At least there are over 9,700 community
health centers (Puskesmas) that provide comprehensive healthcare, and where
both modern and traditional health practices are used.
According to the Patients per Doctor Map of
the World, the ratio of doctors to patients in Indonesia is 1:7,700 — below Yemen
(1:3,000), Myanmar (1:2,800) and Pakistan (1:1,400). The WHO standard is
1:1000. Then of course there is the distribution whereby more doctors are in
urban areas, and much more sparse in the regions.
Government officials often mention
Indonesia’s demographic bonus, due to the fact that 29 percent of the
population is aged under 15. This means that in 2020 to 2025, the majority of
the population will be of productive working age. But is that enough?
A friend of mine recently commented that he
thought the demographic bonus was public relations’ spin for a nation with an
inadequate health-care system, high levels of pollution, lack of education
regarding proper health and nutrition and workplace and roadway safety,
widespread corruption and an alarming rate of smokers, all of which contribute
to the “drop-off” rate of Indonesia’s aging population.

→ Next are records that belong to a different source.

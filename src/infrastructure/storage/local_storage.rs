//! Filesystem-backed object storage.

use async_trait::async_trait;
use std::io::ErrorKind;
use std::path::{Path, PathBuf};
use tokio::io::{AsyncWrite, AsyncWriteExt};

use super::service::{ObjectStorage, StorageError, StorageResult};

/// Stores objects as files in one directory, served by the web layer under
/// `public_path`.
#[derive(Debug, Clone)]
pub struct LocalStorage {
    root: PathBuf,
    public_path: String,
}

impl LocalStorage {
    /// Creates the storage, making sure the root directory exists.
    ///
    /// # Errors
    ///
    /// Returns [`StorageError::Io`] if the directory cannot be created.
    pub async fn new(root: impl Into<PathBuf>, public_path: &str) -> StorageResult<Self> {
        let root = root.into();
        tokio::fs::create_dir_all(&root).await?;

        tracing::info!(root = %root.display(), public_path, "Local storage ready");

        Ok(Self {
            root,
            public_path: public_path.trim_end_matches('/').to_string(),
        })
    }

    pub fn root(&self) -> &Path {
        &self.root
    }

    pub fn public_url(&self, key: &str) -> String {
        format!("{}/{}", self.public_path, key)
    }

    fn path_for(&self, key: &str) -> StorageResult<PathBuf> {
        if !is_safe_key(key) {
            return Err(StorageError::InvalidKey(key.to_string()));
        }
        Ok(self.root.join(key))
    }

    fn key_from_url<'a>(&self, public_url: &'a str) -> Option<&'a str> {
        public_url
            .strip_prefix(self.public_path.as_str())?
            .strip_prefix('/')
            .filter(|key| is_safe_key(key))
    }
}

/// Keys are single file names: no separators, no parent references.
fn is_safe_key(key: &str) -> bool {
    !key.is_empty()
        && !key.starts_with('.')
        && key
            .chars()
            .all(|c| c.is_ascii_alphanumeric() || matches!(c, '-' | '_' | '.'))
}

/// Writes `bytes` to a freshly created file, removing the file if the write
/// fails so no truncated object is left behind.
async fn write_or_remove<W>(mut writer: W, path: &Path, bytes: &[u8]) -> StorageResult<()>
where
    W: AsyncWrite + Unpin,
{
    let written = async {
        writer.write_all(bytes).await?;
        writer.flush().await
    }
    .await;

    if let Err(e) = written {
        drop(writer);
        if let Err(cleanup) = tokio::fs::remove_file(path).await {
            tracing::warn!(error = %cleanup, path = %path.display(), "Failed to remove partial object");
        }
        return Err(e.into());
    }

    Ok(())
}

#[async_trait]
impl ObjectStorage for LocalStorage {
    async fn upload(&self, key: &str, bytes: &[u8]) -> StorageResult<String> {
        let path = self.path_for(key)?;

        let file = tokio::fs::OpenOptions::new()
            .write(true)
            .create_new(true)
            .open(&path)
            .await
            .map_err(|e| match e.kind() {
                ErrorKind::AlreadyExists => StorageError::AlreadyExists(key.to_string()),
                _ => StorageError::Io(e),
            })?;

        write_or_remove(file, &path, bytes).await?;

        tracing::debug!(key, size = bytes.len(), "Object stored");
        Ok(self.public_url(key))
    }

    async fn delete_by_url(&self, public_url: &str) -> StorageResult<()> {
        let Some(key) = self.key_from_url(public_url) else {
            tracing::debug!(public_url, "Not a local object, skipping delete");
            return Ok(());
        };

        match tokio::fs::remove_file(self.root.join(key)).await {
            Ok(()) => Ok(()),
            Err(e) if e.kind() == ErrorKind::NotFound => Ok(()),
            Err(e) => Err(e.into()),
        }
    }

    async fn health_check(&self) -> bool {
        match tokio::fs::metadata(&self.root).await {
            Ok(meta) => meta.is_dir() && !meta.permissions().readonly(),
            Err(e) => {
                tracing::warn!(error = %e, "Storage health check failed");
                false
            }
        }
    }
}

#[cfg(test)]
mod tests {
    use super::*;

    fn temp_root(name: &str) -> PathBuf {
        std::env::temp_dir().join(format!("portfolio-storage-{}-{}", name, std::process::id()))
    }

    #[tokio::test]
    async fn test_upload_and_delete() {
        let root = temp_root("roundtrip");
        let storage = LocalStorage::new(&root, "/uploads/").await.unwrap();

        let url = storage.upload("abc.png", b"png-bytes").await.unwrap();
        assert_eq!(url, "/uploads/abc.png");
        assert_eq!(tokio::fs::read(root.join("abc.png")).await.unwrap(), b"png-bytes");

        storage.delete_by_url(&url).await.unwrap();
        assert!(!root.join("abc.png").exists());

        // Deleting twice is fine
        storage.delete_by_url(&url).await.unwrap();
        let _ = tokio::fs::remove_dir_all(&root).await;
    }

    #[tokio::test]
    async fn test_upload_does_not_overwrite() {
        let root = temp_root("overwrite");
        let storage = LocalStorage::new(&root, "/uploads").await.unwrap();

        storage.upload("same.jpg", b"first").await.unwrap();
        let err = storage.upload("same.jpg", b"second").await.unwrap_err();

        assert!(matches!(err, StorageError::AlreadyExists(_)));
        assert_eq!(tokio::fs::read(root.join("same.jpg")).await.unwrap(), b"first");
        let _ = tokio::fs::remove_dir_all(&root).await;
    }

    #[tokio::test]
    async fn test_failed_write_removes_partial_file() {
        let root = temp_root("partial");
        tokio::fs::create_dir_all(&root).await.unwrap();
        let path = root.join("half.png");
        tokio::fs::write(&path, b"\x89PN").await.unwrap();

        // Writing to a duplex stream whose reader is gone fails with BrokenPipe
        let (writer, reader) = tokio::io::duplex(4);
        drop(reader);

        let err = write_or_remove(writer, &path, b"\x89PNG\r\n\x1a\n")
            .await
            .unwrap_err();

        assert!(matches!(err, StorageError::Io(_)));
        assert!(!path.exists());
        let _ = tokio::fs::remove_dir_all(&root).await;
    }

    #[tokio::test]
    async fn test_rejects_path_traversal() {
        let root = temp_root("traversal");
        let storage = LocalStorage::new(&root, "/uploads").await.unwrap();

        assert!(matches!(
            storage.upload("../escape.png", b"x").await,
            Err(StorageError::InvalidKey(_))
        ));
        assert!(matches!(
            storage.upload(".hidden", b"x").await,
            Err(StorageError::InvalidKey(_))
        ));
        let _ = tokio::fs::remove_dir_all(&root).await;
    }

    #[tokio::test]
    async fn test_foreign_urls_are_ignored() {
        let root = temp_root("foreign");
        let storage = LocalStorage::new(&root, "/uploads").await.unwrap();

        storage
            .delete_by_url("https://cdn.example.com/pic.png")
            .await
            .unwrap();
        assert!(storage.health_check().await);
        let _ = tokio::fs::remove_dir_all(&root).await;
    }
}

Exactly. Healthcare does not exist in a
vacuum. There are so many factors that contribute to it: poverty (28 million
below the poverty line), inadequate education and unsafe drinking water, which
is a major cause of diarrhea, contributing to the death of 31 percent of
children between one month to one year old and 25 percent of children between
one and four years. It is also been suggested that one third of children under
five have stunted growth due to malnutrition. So much for demographic bonus,
huh?
Incidences of both degenerative as well as
infectious diseases like HIV/AIDS, dengue fever, dengue haemoragghic fever
(DHF), malaria, avian flu and other animal to human diseases are still high and
continue to pose a significant threat to human health in Indonesia.
Furthermore, government policies are also
inconsistent. Take tobacco for example. The bill on tobacco control is still
seen as being on the side of the tobacco industry and 400,000 die each year
from smoking-related diseases (see “The new Marlboro country and a generation
lost in smoke(s)?” in The Jakarta Post, April 27).
The government says it intends to increase
its health expenditure to 12 percent, reaching US$46 billion per year by 2019.
It is also true that since 2010, about 56 percent of Indonesians have had some
sort of health coverage, and in 2014 the Jaminan Kesehatan Masyarakat (JKN) was
launched to implement universal health care.
But unless it does not improve the overall
conditions that my friend mentioned, it will be money and effort poorly spent.
Now that Obama is nearing the end of his
eight-year presidency, perhaps we could ask him to come to the land where he
spent four years of his childhood, to help with Indonesia’s health system.
In fact, maybe he could be an informal
vice-president to his pal and lookalike (!) Joko “Jokowi” Widodo to help run
the country — minus drones of course! We would welcome him with all the hugs
that he wants and they would not be politically symbolic!